Season 2 of ‘House of Cards’ started with a major character being thrown in front of a train. It ended with another major character being left for dead in a forest after being bludgeoned by a rock.

‘House of Cards’ often gets dinged for it’s unlikely plot developments, which sees a House Majority Whip ascend to the Oval Office in 26 episodes through a serious of calculated and occasionally deadly maneuvers. Frank Underwood, the series’ anti-heroic protagonist is effectively invincible, gunning down his adversaries like the video games he enjoys and piercing space and time to gloat about his victories to the viewing audience at home.

It’s implausible political porn, but at least in seasons 1 and 2 it was deliciously implausible political porn.

In season 3, the action moves to the White House, the seat of American government, and abruptly grinds to a halt. Gone are the locomotive homicides, gone are the parliamentary machinations, gone are the clandestine rendezvous, and in their place we have President Francis Underwood, standing at a white board, explaining the budgetary quandaries of entitlement reform.

Because what happens when a Machiavellian caricature achieves what he wants? What happens when there is no one left in Frank Underwood’s way? As it turns out, we just get a president trying to up his approval ratings and push a jobs package through Congress. It’s like The West Wing, without the fourth wall.

And so Frank Underwood weeps (in episode 2) because there are no more worlds to conquer.

Having now finished the entirety of season 3, I’m left slightly befuddled. The series now bears so little resemblance to its earlier self that I’m honestly not sure what to think. What I do know is that the decision to forego politics and focus on relationship was wrongheaded.

That status of Claire and Frank Underwood, the series’ Lord and Lady Macbeth, takes up the bulk of the going’s on, but elsewhere we watch Remy pine for Jackie, Doug pine for Rachel, and most of the remaining cast neglected or forgotten. Never before have the expansive halls of the West Wing felt so claustrophobic.

It’s a shame, because an unpopular and unelected president fighting for his shot at a party nomination would have made for an interesting exercise in the world that Beau Willimon built.

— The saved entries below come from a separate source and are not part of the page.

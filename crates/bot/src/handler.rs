//! Gateway event dispatch.

use std::sync::Arc;
use std::time::Duration;

use serenity::all::{
    Context, CreateAllowedMentions, CreateMessage, EventHandler, GuildId, GuildMemberUpdateEvent, Interaction, Member,
    Message, Ready,
};
use serenity::async_trait;
use tracing::{error, info, warn};

use juicebot_core::{GameServers, WorkloadSource};
use juicebot_persist::NameStore;

use crate::callout;
use crate::commands::{self, dog, dog::DogTargets, namehistory, ping, servers};
use crate::config::Config;

pub struct Handler<S> {
    pub config: Config,
    pub servers: GameServers<S>,
    pub names: Arc<dyn NameStore>,
    pub dogs: DogTargets,
    /// Register commands in this guild only; global registration when `None`.
    pub command_guild: Option<GuildId>,
}

impl<S> Handler<S> {
    pub fn new(config: Config, servers: GameServers<S>, names: Arc<dyn NameStore>, command_guild: Option<GuildId>) -> Self {
        Self { config, servers, names, dogs: DogTargets::default(), command_guild }
    }

    fn timeout(&self) -> Duration { Duration::from_secs(self.config.servers.timeout_secs.max(1)) }

    async fn callout(&self, ctx: &Context, msg: &Message) {
        let Some(guild) = msg.guild_id else { return };
        let line = {
            let mut rng = rand::rng();
            callout::pick(&self.config.callout, &guild.to_string(), &mut rng).map(str::to_owned)
        };
        let Some(line) = line else { return };
        let reply = CreateMessage::new().content(line).reference_message(msg).allowed_mentions(CreateAllowedMentions::new());
        if let Err(e) = msg.channel_id.send_message(&ctx.http, reply).await {
            warn!(error = %e, channel = %msg.channel_id, "failed to send callout");
        }
    }
}

#[async_trait]
impl<S: WorkloadSource + 'static> EventHandler for Handler<S> {
    async fn ready(&self, ctx: Context, ready: Ready) {
        info!(user = %ready.user.name, guilds = ready.guilds.len(), "connected to discord");
        commands::register(&ctx.http, self.command_guild).await;
    }

    async fn interaction_create(&self, ctx: Context, interaction: Interaction) {
        let Interaction::Command(command) = interaction else { return };
        let name = command.data.name.as_str();
        info!(command = %name, user = %command.user.id, guild = ?command.guild_id, "command received");
        let res = match name {
            "ping" => ping::run(&ctx, &command).await,
            "dog" => dog::run(&self.dogs, &ctx, &command).await,
            "servers" => servers::run(&self.servers, self.timeout(), &ctx, &command).await,
            "namehistory" => namehistory::run(&self.config.name_history, self.names.as_ref(), &ctx, &command).await,
            other => {
                warn!(command = %other, "unknown command");
                commands::respond(&ctx, &command, "Unknown command").await
            }
        };
        if let Err(e) = res {
            error!(error = ?e, command = %name, "command failed");
        }
    }

    async fn message(&self, ctx: Context, msg: Message) {
        if msg.author.bot {
            return;
        }
        dog::on_message(&self.dogs, &self.config.dog.emote, &ctx, &msg).await;
        self.callout(&ctx, &msg).await;
    }

    async fn guild_member_update(
        &self,
        ctx: Context,
        old: Option<Member>,
        _new: Option<Member>,
        event: GuildMemberUpdateEvent,
    ) {
        namehistory::on_member_update(&self.config.name_history, self.names.as_ref(), &ctx, old.as_ref(), &event).await;
    }
}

I suppose it’s possible that season 4 could shift in that direction, with the campaign just now in full swing and trouble at home for the Underwood’s, but I find myself painfully, disappointingly ambivalent.

As it stands now, I find myself wishing that the final shot of season 2, with Frank staring triumphant into the camera and pounding his ring on the Resolute Desk in anticipation of the tasks ahead, had been ‘House of Cards’ last.